The Supreme Court decision

IPKat is still digesting the UKSC decision and will provide a more detailed analysis in coming days. In summary, the UKSC, led by Lord Kitchin found that the Hearing Officer had incorrectly applied the test for outstanding benefit. Particularly, the UKSC found 4 things wrong with the Hearing Officer's approach:

1. The Hearing office started his analysis from Unilever as a whole, as opposed to the research arm of Unilever (CRL) at which Professor Shanks was employed.

2. Irrespective of the starting point, the analysis should have focused on the extent of the undertakings of CRL, and should not have focused "upon the overall turnover and profits generated by Unilever, as illustrated by the size of its business in making and selling ice cream, spreads and deodorants"

3. The Hearing Officer did not properly take into account the fact that the size and success of Unilever’s business as a whole did not play any material part in securing the benefit it has enjoyed from the Shanks patents.
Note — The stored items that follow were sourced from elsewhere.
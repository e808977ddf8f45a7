//! Which nodes and edges are drawn in the highlight color.

use std::collections::BTreeSet;

use crate::config::RenderConfig;
use crate::error::Result;
use crate::tree::{DecisionPath, Prediction, ShadowTree, TreeModel};

/// Highlighted node ids, plus the decision path when an instance is traced.
#[derive(Debug, Clone, Default)]
pub struct HighlightSet {
    ids: BTreeSet<usize>,
    trace: Option<(Prediction, DecisionPath)>,
}

impl HighlightSet {
    /// Resolve the highlight for one render.
    ///
    /// A configured instance wins: exactly its decision path is highlighted
    /// and the explicit id list is ignored. Otherwise the explicit ids are
    /// taken verbatim; they need not form a path.
    ///
    /// # Errors
    ///
    /// Returns [`crate::Error::TraceVectorLengthMismatch`] if the instance
    /// does not have one value per feature.
    pub fn resolve<M: TreeModel + ?Sized>(shadow: &ShadowTree<'_, M>, config: &RenderConfig) -> Result<Self> {
        match &config.instance {
            Some(x) => {
                let (prediction, path) = shadow.predict(x)?;
                Ok(Self {
                    ids: path.node_ids().iter().copied().collect(),
                    trace: Some((prediction, path)),
                })
            }
            None => Ok(Self {
                ids: config.highlight_path.iter().copied().collect(),
                trace: None,
            }),
        }
    }

    /// Whether node `id` is highlighted.
    #[must_use]
    pub fn contains(&self, id: usize) -> bool {
        self.ids.contains(&id)
    }

    /// Whether nothing is highlighted.
    #[must_use]
    pub fn is_empty(&self) -> bool {
        self.ids.is_empty()
    }

    /// Highlighted ids, ascending.
    pub fn ids(&self) -> impl Iterator<Item = usize> + '_ {
        self.ids.iter().copied()
    }

    /// Prediction and path of the traced instance.
    #[must_use]
    pub fn trace(&self) -> Option<&(Prediction, DecisionPath)> {
        self.trace.as_ref()
    }
}

#[cfg(test)]
mod tests {
    use super::*;
    use crate::data::FeatureMatrix;
    use crate::tree::{TreeBuilder, TreeKind};
    use crate::Error;

    fn fixture() -> (crate::tree::FittedTree, FeatureMatrix, Vec<f32>) {
        let x = FeatureMatrix::from_rows(&[[1.0, 0.0], [2.0, 5.0], [3.0, 0.0], [4.0, 5.0]]).unwrap();
        let y = vec![1.0, 2.0, 3.0, 4.0];
        let mut b = TreeBuilder::new(TreeKind::Regressor, 2);
        b.add_split(0, 2.5, 1, 4, vec![2.5]);
        b.add_split(1, 2.5, 2, 3, vec![1.5]);
        b.add_leaf(vec![1.0]);
        b.add_leaf(vec![2.0]);
        b.add_leaf(vec![3.5]);
        (b.build(), x, y)
    }

    #[test]
    fn test_instance_path_overrides_ids() {
        let (model, x, y) = fixture();
        let shadow = ShadowTree::new(&model, &x, &y, &["a", "b"]).unwrap();
        let config = RenderConfig::default().highlight_path(vec![4]).instance(vec![2.0, 5.0]);
        let set = HighlightSet::resolve(&shadow, &config).unwrap();

        assert_eq!(set.ids().collect::<Vec<_>>(), vec![0, 1, 3]);
        assert!(!set.contains(4));
        let (prediction, path) = set.trace().unwrap();
        assert_eq!(*prediction, Prediction::Value(2.0));
        assert_eq!(path.leaf(), 3);
    }

    #[test]
    fn test_explicit_ids_verbatim() {
        let (model, x, y) = fixture();
        let shadow = ShadowTree::new(&model, &x, &y, &["a", "b"]).unwrap();
        let config = RenderConfig::default().highlight_path(vec![2, 4, 99]);
        let set = HighlightSet::resolve(&shadow, &config).unwrap();

        assert!(set.contains(2) && set.contains(4) && set.contains(99));
        assert!(!set.contains(0));
        assert!(set.trace().is_none());
    }

    #[test]
    fn test_empty_by_default() {
        let (model, x, y) = fixture();
        let shadow = ShadowTree::new(&model, &x, &y, &["a", "b"]).unwrap();
        let set = HighlightSet::resolve(&shadow, &RenderConfig::default()).unwrap();
        assert!(set.is_empty());
    }

    #[test]
    fn test_bad_instance_length() {
        let (model, x, y) = fixture();
        let shadow = ShadowTree::new(&model, &x, &y, &["a", "b"]).unwrap();
        let config = RenderConfig::default().instance(vec![1.0, 2.0, 3.0]);
        assert!(matches!(
            HighlightSet::resolve(&shadow, &config),
            Err(Error::TraceVectorLengthMismatch { expected: 2, actual: 3 })
        ));
    }
}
4. The Hearing Officer, having warned against applying an analysis that would render certain employers "too big to pay", had proceeded to apply such an analysis:
the hearing officer appeared rightly to disavow an approach which involved assessing the extent and nature of the benefit derived from a patent simply by comparing it to the patent owner’s overall turnover or profits. But he also indicated these matters might be relevant if, for example, an undertaking’s size enabled it to exert greater leverage. Yet, having apparently rejected such an approach, he then adopted it. There was no justification here for simply weighing the sums Unilever generated from the Shanks patents against the size of its turnover and overall profitability in products such as Viennetta ice cream, spreads and deodorants and yet this formed an important part of his assessment
The UKSC has therefore reaffirmed that the assessment of "outstanding benefit" should not render an employer too big to pay. Has Lord Kitchin ruled out any comparison between the total profits of an employer and the benefit of the patent? It seems perhaps not. The difference between the business activities of Unilever as a whole and the research arm in which Professor Shanks was involved was emphasised as a determining factor throughout the decision of the UKSC to award compensation. Furthermore, throughout its entire passage up through the courts from the Hearing Officer's decision, there was agreement that an employer shouldn't be "too big to pay". 

The different approach by the UKSC appears, at least to this Kat, was merely to divorce the activities and purpose of the diagnostics research arm of Unilever from Unilever as a whole. The UKSC decision therefore reaffirms the importance of the appropriate context for determining the meaning of "outstanding benefit". Context is the crucial element in avoiding an analysis in which an employer will always be too big to pay.

Further commentary on the UKSC decision can be read here
BREAKING: UKSC finds Unilever is not too big to pay - Shanks v Unilever [2019] UKSC 45 BREAKING: UKSC finds Unilever is not too big to pay - Shanks v Unilever [2019] UKSC 45 Reviewed by Rose Hughes on Wednesday, October 23, 2019 Rating: 5


  1. At last, the UKSC get an IP decision correct! (Yes, Actavis v Eli Lilly, I'm looking at you...)

  2. In biotech patenting if some sort of synergy can be shown where the result is beyond what would normally be expected then sometimes that can assist in arguing inventive step. I wonder if we need a sort of 'synergy' test to define what outstanding benefit is, which represents by how much more the patent contributed to earnings in comparison to normal patent income expectations for a holding of that size. That calculation would get rid of the bias due to the holding being larger.